2. Selectively ignoring inappropriate behavior
Since children with autism can be disruptive and uncooperative, BCBAs strive to ignore inappropriate behavior selectively. This approach is effective when dealing with children who throw tantrums to gain the attention of others or disrupt the attention of fellow students.
3. Activity reinforcement
This element refers to encouraging autistic children to perform less desirable activities before preferred ones. By doing so, behavior analysts cultivate the desire to adopt desirable behaviors and shun undesirable habits.
4. Consequence manipulation
Simply put, this element revolves around manipulating the events that occur after an autistic child exhibits desired or undesired behavior. In this case, consequences may be positive, negative, or unbiased (neither positive nor negative). For example, praising a child reinforces acceptable behavior.

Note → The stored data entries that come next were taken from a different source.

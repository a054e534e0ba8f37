//! Script interpreter and validation.

use ripemd::{Digest as RipemdDigest, Ripemd160};
use secp256k1::{ecdsa::Signature, Message, PublicKey};
use sha1::Sha1;
use stakd_consensus::constants::MAX_SCRIPT_SIZE;
use stakd_primitives::hash::{hash160, sha256, sha256d};
use stakd_primitives::transaction::Transaction;

use crate::opcodes::*;
use crate::secp::secp256k1_verify;
use crate::sighash::{signature_hash, SighashType};
use crate::standard::{is_p2sh, is_push_only};

pub type ScriptFlags = u32;

pub const SCRIPT_VERIFY_NONE: ScriptFlags = 0;
pub const SCRIPT_VERIFY_P2SH: ScriptFlags = 1 << 0;
pub const SCRIPT_VERIFY_STRICTENC: ScriptFlags = 1 << 1;
pub const SCRIPT_VERIFY_LOW_S: ScriptFlags = 1 << 2;
pub const SCRIPT_VERIFY_NULLDUMMY: ScriptFlags = 1 << 3;
pub const SCRIPT_VERIFY_SIGPUSHONLY: ScriptFlags = 1 << 4;
pub const SCRIPT_VERIFY_MINIMALDATA: ScriptFlags = 1 << 5;
pub const SCRIPT_VERIFY_DISCOURAGE_UPGRADABLE_NOPS: ScriptFlags = 1 << 6;
pub const SCRIPT_VERIFY_CLEANSTACK: ScriptFlags = 1 << 7;

pub const MANDATORY_SCRIPT_VERIFY_FLAGS: ScriptFlags = SCRIPT_VERIFY_P2SH;
pub const STANDARD_SCRIPT_VERIFY_FLAGS: ScriptFlags = MANDATORY_SCRIPT_VERIFY_FLAGS
    | SCRIPT_VERIFY_STRICTENC
    | SCRIPT_VERIFY_MINIMALDATA
    | SCRIPT_VERIFY_NULLDUMMY
    | SCRIPT_VERIFY_DISCOURAGE_UPGRADABLE_NOPS
    | SCRIPT_VERIFY_LOW_S;
pub const BLOCK_SCRIPT_VERIFY_FLAGS: ScriptFlags = SCRIPT_VERIFY_P2SH;

const MAX_SCRIPT_ELEMENT_SIZE: usize = 520;
const MAX_OPS_PER_SCRIPT: usize = 201;
const MAX_STACK_SIZE: usize = 1000;
const MAX_PUBKEYS_PER_MULTISIG: i64 = 20;
const MAX_SCRIPT_NUM_SIZE: usize = 4;

#[derive(Debug, Clone, Copy, Eq, PartialEq)]
pub enum ScriptError {
    StackUnderflow,
    EvalFalse,
    OpReturn,
    BadOpcode,
    DisabledOpcode,
    UnbalancedConditional,
    BadPush,
    PushSize,
    OpCount,
    StackSize,
    ScriptSize,
    PubkeyCount,
    SigCount,
    Verify,
    EqualVerify,
    NumEqualVerify,
    CheckSigVerify,
    CheckMultisigVerify,
    NumOverflow,
    SigEncoding,
    PubkeyEncoding,
    SigHashType,
    SigHighS,
    SigPushOnly,
    NullDummy,
    MinimalData,
    DiscourageUpgradableNops,
    CleanStack,
}
//! Opcode values and the push-aware script cursor shared by the interpreter and
//! the standardness rules.

pub const OP_0: u8 = 0x00;
pub const OP_PUSHDATA1: u8 = 0x4c;
pub const OP_PUSHDATA2: u8 = 0x4d;
pub const OP_PUSHDATA4: u8 = 0x4e;
pub const OP_1NEGATE: u8 = 0x4f;
pub const OP_RESERVED: u8 = 0x50;
pub const OP_1: u8 = 0x51;
pub const OP_16: u8 = 0x60;

pub const OP_NOP: u8 = 0x61;
pub const OP_VER: u8 = 0x62;
pub const OP_IF: u8 = 0x63;
pub const OP_NOTIF: u8 = 0x64;
pub const OP_VERIF: u8 = 0x65;
pub const OP_VERNOTIF: u8 = 0x66;
pub const OP_ELSE: u8 = 0x67;
pub const OP_ENDIF: u8 = 0x68;
pub const OP_VERIFY: u8 = 0x69;
pub const OP_RETURN: u8 = 0x6a;

pub const OP_TOALTSTACK: u8 = 0x6b;
pub const OP_FROMALTSTACK: u8 = 0x6c;
pub const OP_2DROP: u8 = 0x6d;
pub const OP_2DUP: u8 = 0x6e;
pub const OP_3DUP: u8 = 0x6f;
pub const OP_2OVER: u8 = 0x70;
pub const OP_2ROT: u8 = 0x71;
pub const OP_2SWAP: u8 = 0x72;
pub const OP_IFDUP: u8 = 0x73;
pub const OP_DEPTH: u8 = 0x74;
pub const OP_DROP: u8 = 0x75;
pub const OP_DUP: u8 = 0x76;
pub const OP_NIP: u8 = 0x77;
pub const OP_OVER: u8 = 0x78;
pub const OP_PICK: u8 = 0x79;
pub const OP_ROLL: u8 = 0x7a;
pub const OP_ROT: u8 = 0x7b;
pub const OP_SWAP: u8 = 0x7c;
pub const OP_TUCK: u8 = 0x7d;

pub const OP_CAT: u8 = 0x7e;
pub const OP_SUBSTR: u8 = 0x7f;
pub const OP_LEFT: u8 = 0x80;
pub const OP_RIGHT: u8 = 0x81;
pub const OP_SIZE: u8 = 0x82;

pub const OP_INVERT: u8 = 0x83;
pub const OP_AND: u8 = 0x84;
pub const OP_OR: u8 = 0x85;
pub const OP_XOR: u8 = 0x86;
pub const OP_EQUAL: u8 = 0x87;
pub const OP_EQUALVERIFY: u8 = 0x88;

pub const OP_1ADD: u8 = 0x8b;
pub const OP_1SUB: u8 = 0x8c;
pub const OP_2MUL: u8 = 0x8d;
pub const OP_2DIV: u8 = 0x8e;
pub const OP_NEGATE: u8 = 0x8f;
pub const OP_ABS: u8 = 0x90;
pub const OP_NOT: u8 = 0x91;
pub const OP_0NOTEQUAL: u8 = 0x92;
pub const OP_ADD: u8 = 0x93;
pub const OP_SUB: u8 = 0x94;
pub const OP_MUL: u8 = 0x95;
pub const OP_DIV: u8 = 0x96;
pub const OP_MOD: u8 = 0x97;
pub const OP_LSHIFT: u8 = 0x98;
pub const OP_RSHIFT: u8 = 0x99;
pub const OP_BOOLAND: u8 = 0x9a;
pub const OP_BOOLOR: u8 = 0x9b;
pub const OP_NUMEQUAL: u8 = 0x9c;
pub const OP_NUMEQUALVERIFY: u8 = 0x9d;
pub const OP_NUMNOTEQUAL: u8 = 0x9e;
pub const OP_LESSTHAN: u8 = 0x9f;
pub const OP_GREATERTHAN: u8 = 0xa0;
pub const OP_LESSTHANOREQUAL: u8 = 0xa1;
pub const OP_GREATERTHANOREQUAL: u8 = 0xa2;
pub const OP_MIN: u8 = 0xa3;
pub const OP_MAX: u8 = 0xa4;
pub const OP_WITHIN: u8 = 0xa5;

pub const OP_RIPEMD160: u8 = 0xa6;
pub const OP_SHA1: u8 = 0xa7;
pub const OP_SHA256: u8 = 0xa8;
pub const OP_HASH160: u8 = 0xa9;
pub const OP_HASH256: u8 = 0xaa;
pub const OP_CODESEPARATOR: u8 = 0xab;
pub const OP_CHECKSIG: u8 = 0xac;
pub const OP_CHECKSIGVERIFY: u8 = 0xad;
pub const OP_CHECKMULTISIG: u8 = 0xae;
pub const OP_CHECKMULTISIGVERIFY: u8 = 0xaf;

pub const OP_NOP1: u8 = 0xb0;
pub const OP_NOP10: u8 = 0xb9;

/// Reads the opcode at `cursor` together with the data it pushes (empty for
/// non-push opcodes) and advances past both. `None` when a push runs off the end.
pub(crate) fn read_op<'a>(script: &'a [u8], cursor: &mut usize) -> Option<(u8, &'a [u8])> {
    let opcode = *script.get(*cursor)?;
    *cursor += 1;
    let len = match opcode {
        0x01..=0x4b => opcode as usize,
        OP_PUSHDATA1 => {
            let len = *script.get(*cursor)? as usize;
            *cursor += 1;
            len
        }
        OP_PUSHDATA2 => {
            let bytes = script.get(*cursor..*cursor + 2)?;
            *cursor += 2;
            u16::from_le_bytes([bytes[0], bytes[1]]) as usize
        }
        OP_PUSHDATA4 => {
            let bytes = script.get(*cursor..*cursor + 4)?;
            *cursor += 4;
            u32::from_le_bytes([bytes[0], bytes[1], bytes[2], bytes[3]]) as usize
        }
        _ => return Some((opcode, &[])),
    };
    let end = cursor.checked_add(len)?;
    let data = script.get(*cursor..end)?;
    *cursor = end;
    Some((opcode, data))
}

/// Small-integer value of `OP_0`/`OP_1`..`OP_16`.
pub(crate) fn small_int(opcode: u8) -> Option<u8> {
    match opcode {
        OP_0 => Some(0),
        OP_1..=OP_16 => Some(opcode - OP_1 + 1),
        _ => None,
    }
}

/// Canonical push of `data`.
pub fn push_data(script: &mut Vec<u8>, data: &[u8]) {
    match data.len() {
        len @ 0..=0x4b => script.push(len as u8),
        len @ 0x4c..=0xff => {
            script.push(OP_PUSHDATA1);
            script.push(len as u8);
        }
        len @ 0x100..=0xffff => {
            script.push(OP_PUSHDATA2);
            script.extend_from_slice(&(len as u16).to_le_bytes());
        }
        len => {
            script.push(OP_PUSHDATA4);
            script.extend_from_slice(&(len as u32).to_le_bytes());
        }
    }
    script.extend_from_slice(data);
}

5. Functional behavior assessment
This refers to identifying the environmental factors that influence disruptive behavior and developing an appropriate modification plan. During the assessment period, a BCBA professional records metrics such as how many times a child exhibits positive/negative behavior and how he/she responds to correction or commands.
6. Peer mediation
In some US schools, behavior analysts modify the behavior of autistic children via peer mediation. This means teaching non-autistic children how to resolve conflicts that involve autistic children in a way that de-escalates confrontation.
7. Visual cues
Behavior experts use visual cues to help autistic children complete learning tasks. These cues should be simple to avoid confusing the target audience. Remember, autistic children typically do not view and interpret the surrounding environment in the same way as allistic children. A good example of a visual cue is pointing to an object, a marker, or a person.
8. Token economy reward system
A behavior analyst can use a token economy reward system to encourage autistic children to perform certain tasks or exhibit desirable traits. For instance, a child that completes an assigned task successfully and on time could earn a reward or a treat.
The Centers for Disease Control and Prevention (CDC) recommends enrolling autistic children in a behavior intervention program as early as possible. The Board Certified Behavioral Analysts in charge of such programs use different strategies to modify the behavior of such children. Such strategies may include using antecedent manipulation, selectively ignoring inappropriate behavior, consequence manipulation, visual cues, activity reinforcement, peer mediation, token economy reward system, and functional behavior assessment to enforce behavior change.